Então, o que ele realmente disse aqui? Em parte:

Este caso pode parecer à primeira vista muito inconsequente para entrar nos nossos livros, mas a questão que apresenta não tem nenhum significado constitucional pequeno… O direito constitucional de liberdade de expressão é uma medicina poderosa numa sociedade tão diversa e populosa como a nossa. Ele foi criado e destina-se a remover restrições governamentais da arena da discussão pública, colocando a decisão sobre quais pontos de vista serão expressos em grande parte nas mãos de cada um de nós, na esperança de que o uso de tal liberdade acabe produzindo uma cidadania mais capaz. e mais perfeita política. . .

Para muitos, a conseqüência imediata dessa liberdade pode muitas vezes parecer apenas tumulto verbal, discórdia e até mesmo enunciação ofensiva.

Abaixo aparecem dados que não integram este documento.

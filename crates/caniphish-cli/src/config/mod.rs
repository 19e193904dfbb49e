//! Configuration management.

use anyhow::{Context as _, Result};
use directories::ProjectDirs;
use serde::{Deserialize, Serialize};
use std::path::{Path, PathBuf};

/// CLI configuration.
///
/// Every key is optional; flags and environment variables take precedence.
#[derive(Debug, Clone, Default, PartialEq, Eq, Serialize, Deserialize)]
#[serde(deny_unknown_fields)]
pub struct Config {
    /// caniphish.com API key.
    pub api_key: Option<String>,

    /// Email address registered with caniphish.com.
    pub email: Option<String>,

    /// Retries after the first attempt.
    pub max_retries: Option<u32>,

    /// Per-attempt timeout in seconds.
    pub timeout_secs: Option<u64>,

    /// Verify TLS certificates.
    #[serde(default)]
    pub verify_tls: bool,
}

impl Config {
    /// Get the default config file path.
    pub fn path() -> Result<PathBuf> {
        let dirs = ProjectDirs::from("com", "caniphish", "caniphish")
            .ok_or_else(|| anyhow::anyhow!("Could not determine config directory"))?;

        Ok(dirs.config_dir().join("config.toml"))
    }

    /// Load configuration from the default path, if it exists.
    pub fn load() -> Result<Self> {
        let path = Self::path()?;

        if !path.exists() {
            return Ok(Self::default());
        }

        Self::load_from(&path)
    }

    /// Load configuration from an explicit file, which must exist.
    pub fn load_from(path: &Path) -> Result<Self> {
        let content = std::fs::read_to_string(path)
            .with_context(|| format!("reading config file {}", path.display()))?;
        let config: Self = toml::from_str(&content)
            .with_context(|| format!("parsing config file {}", path.display()))?;

        Ok(config)
    }
}
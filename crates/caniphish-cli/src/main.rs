//! caniphish - supply-chain phishing-risk scan CLI
//!
//! Queries caniphish.com for a domain's mail sender and receiver posture.

use anyhow::Result;

#[tokio::main(flavor = "current_thread")]
async fn main() -> Result<()> {
    caniphish_cli::run().await
}
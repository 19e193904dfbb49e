//! # caniphish-cli
//!
//! Command-line interface for the caniphish.com supply-chain scan.
//!
//! ## Features
//!
//! - **Scan**: query the API with automatic retry and backoff
//! - **Tables**: mail sender issues, mail receiver stack and raw DNS records
//! - **Persistence**: append the raw JSON response to a file
//! - **Configuration**: flags, environment variables or a TOML config file

pub mod cli;
pub mod config;
pub mod output;

pub use cli::run;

Estes são, no entanto, dentro dos limites estabelecidos, na verdade os efeitos colaterais necessários dos valores mais duradouros que o processo de debate aberto nos permite alcançar. Que o ar às vezes pareça cheio de cacofonia verbal é, nesse sentido, não um sinal de fraqueza, mas de força ...

Certamente, o Estado não tem o direito de limpar o debate público até o ponto em que ele é gramaticalmente aceitável para os mais melindrosos entre nós. No entanto, nenhum princípio geral prontamente verificável existe para parar com esse resultado se nós afirmarmos o julgamento ... Pois, enquanto a palavra de quatro letras em particular sendo litigada aqui é talvez mais desagradável do que a maioria dos outros de seu gênero, é muitas vezes verdade que a vulgaridade do homem é a letra de outra pessoa ...

Finalmente, e na mesma linha, não podemos nos permitir a fácil suposição de que alguém pode proibir palavras específicas sem correr um risco substancial de suprimir idéias no processo. De fato, os governos podem em breve aproveitar a censura de palavras específicas como um disfarce conveniente para proibir a expressão de visões impopulares ...

É, em resumo, nosso julgamento que, na ausência de uma razão mais particularizada e convincente para suas ações, o Estado não pode, consistentemente com a Primeira e Décima Quarta Emendas, fazer a simples exposição pública aqui envolvida deste único palavrão de um criminoso ofensa.

Curiosamente, uma das primeiras coisas que Cohen fez depois que o caso terminou foi retornar ao Tribunal do Condado e conversar com o juiz que originalmente o sentenciou. Desta reunião, Cohen declarou: "Eu poderia dizer que o juiz estava chateado com a decisão da Suprema Corte em meu favor ... Eu provavelmente o enfureei ainda mais quando pedi minha jaqueta de volta."

Infelizmente para Cohen, alguém havia misteriosamente perdido o casaco durante o processo, e por isso nunca foi devolvido.

Cohen mais tarde resumiria sua opinião sobre o resultado do caso, declarando,

Passei anos pensando se a decisão estava correta. Eu não era uma pessoa que usava muito palavrões e eu não achava que mulheres e crianças deviam ter visto essa língua na jaqueta. Eu não queria ser conhecido por contribuir para o que o presidente Ronald Reagan, a quem eu admirava, chamava de "movimento do discurso sujo". Quero dizer, havia crianças naquele tribunal. No entanto, cheguei à conclusão de que concordei com a decisão, simplesmente porque o governo não deveria ser capaz de decidir que discurso um indivíduo pode ou não pode falar. Isso seria uma ladeira bastante escorregadia.

Dada a sua posição em palavrões, você pode estar se perguntando como ele estava vestindo a jaqueta ofensiva em primeiro lugar. Cohen afirma isso: “Eu tive um Ph.D. em festas naqueles dias ”, e uma garota que ele conheceu em uma festa na noite anterior tinha simplesmente estampado as palavras em sua jaqueta quando ele estava bêbado. “Eu nem vi o texto na jaqueta até a manhã antes de eu ir ao tribunal para testemunhar em nome de um conhecido. Eu era e sou uma pessoa patriótica ”.